use std::path::PathBuf;
use tracing_appender::non_blocking::{NonBlocking, WorkerGuard};
use tracing_appender::rolling::{RollingFileAppender, Rotation};
use tracing_subscriber::EnvFilter;
use tracing_subscriber::layer::SubscriberExt;
use tracing_subscriber::util::SubscriberInitExt;

use crate::error::TriggerError;

const DEFAULT_LOG_FILTER: &str = "info";
const LOG_FILE_PREFIX: &str = "assembla_trigger";

/// Daily rotated log files next to the console output
pub struct FileLogger {
    log_directory: PathBuf,
    rotation: Rotation,
}

impl FileLogger {
    pub fn new(log_directory: PathBuf) -> Self {
        Self {
            log_directory,
            rotation: Rotation::DAILY,
        }
    }

    pub fn with_rotation(mut self, rotation: Rotation) -> Self {
        self.rotation = rotation;
        self
    }

    pub fn setup_file_logging(&self) -> Result<(NonBlocking, WorkerGuard), TriggerError> {
        std::fs::create_dir_all(&self.log_directory)?;

        let file_appender =
            RollingFileAppender::new(self.rotation.clone(), &self.log_directory, LOG_FILE_PREFIX);
        Ok(tracing_appender::non_blocking(file_appender))
    }
}

fn env_filter() -> EnvFilter {
    EnvFilter::try_from_default_env().unwrap_or_else(|_| EnvFilter::new(DEFAULT_LOG_FILTER))
}

/// Installs the global subscriber: console output, plus files when a
/// [`FileLogger`] is given. Keep the returned guard alive until exit so
/// buffered file output is flushed.
pub fn setup_logging(file_logger: Option<&FileLogger>) -> Result<Option<WorkerGuard>, TriggerError> {
    let registry = tracing_subscriber::registry()
        .with(env_filter())
        .with(tracing_subscriber::fmt::layer());

    match file_logger {
        Some(file_logger) => {
            let (file_writer, guard) = file_logger.setup_file_logging()?;
            registry
                .with(
                    tracing_subscriber::fmt::layer()
                        .with_writer(file_writer)
                        .with_ansi(false),
                )
                .init();
            Ok(Some(guard))
        }
        None => {
            registry.init();
            Ok(None)
        }
    }
}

- [EXERCISE]:
Nothing should be dropped: transcribe all the material exactly.

- [COMPLETED TASK]:
use std::path::PathBuf;
use tracing_appender::non_blocking::{NonBlocking, WorkerGuard};
use tracing_appender::rolling::{RollingFileAppender, Rotation};
use tracing_subscriber::EnvFilter;
use tracing_subscriber::layer::SubscriberExt;
use tracing_subscriber::util::SubscriberInitExt;

use crate::error::TriggerError;

const DEFAULT_LOG_FILTER: &str = "info";
const LOG_FILE_PREFIX: &str = "assembla_trigger";

/// Daily rotated log files next to the console output
pub struct FileLogger {
    log_directory: PathBuf,
    rotation: Rotation,
}

impl FileLogger {
    pub fn new(log_directory: PathBuf) -> Self {
        Self {
            log_directory,
            rotation: Rotation::DAILY,
        }
    }

    pub fn with_rotation(mut self, rotation: Rotation) -> Self {
        self.rotation = rotation;
        self
    }

    pub fn setup_file_logging(&self) -> Result<(NonBlocking, WorkerGuard), TriggerError> {
        std::fs::create_dir_all(&self.log_directory)?;

        let file_appender =
            RollingFileAppender::new(self.rotation.clone(), &self.log_directory, LOG_FILE_PREFIX);
        Ok(tracing_appender::non_blocking(file_appender))
    }
}

fn env_filter() -> EnvFilter {
    EnvFilter::try_from_default_env().unwrap_or_else(|_| EnvFilter::new(DEFAULT_LOG_FILTER))
}

/// Installs the global subscriber: console output, plus files when a
/// [`FileLogger`] is given. Keep the returned guard alive until exit so
/// buffered file output is flushed.
pub fn setup_logging(file_logger: Option<&FileLogger>) -> Result<Option<WorkerGuard>, TriggerError> {
    let registry = tracing_subscriber::registry()
        .with(env_filter())
        .with(tracing_subscriber::fmt::layer());

    match file_logger {
        Some(file_logger) => {
            let (file_writer, guard) = file_logger.setup_file_logging()?;
            registry
                .with(
                    tracing_subscriber::fmt::layer()
                        .with_writer(file_writer)
                        .with_ansi(false),
                )
                .init();
            Ok(Some(guard))
        }
        None => {
            registry.init();
            Ok(None)
        }
    }
}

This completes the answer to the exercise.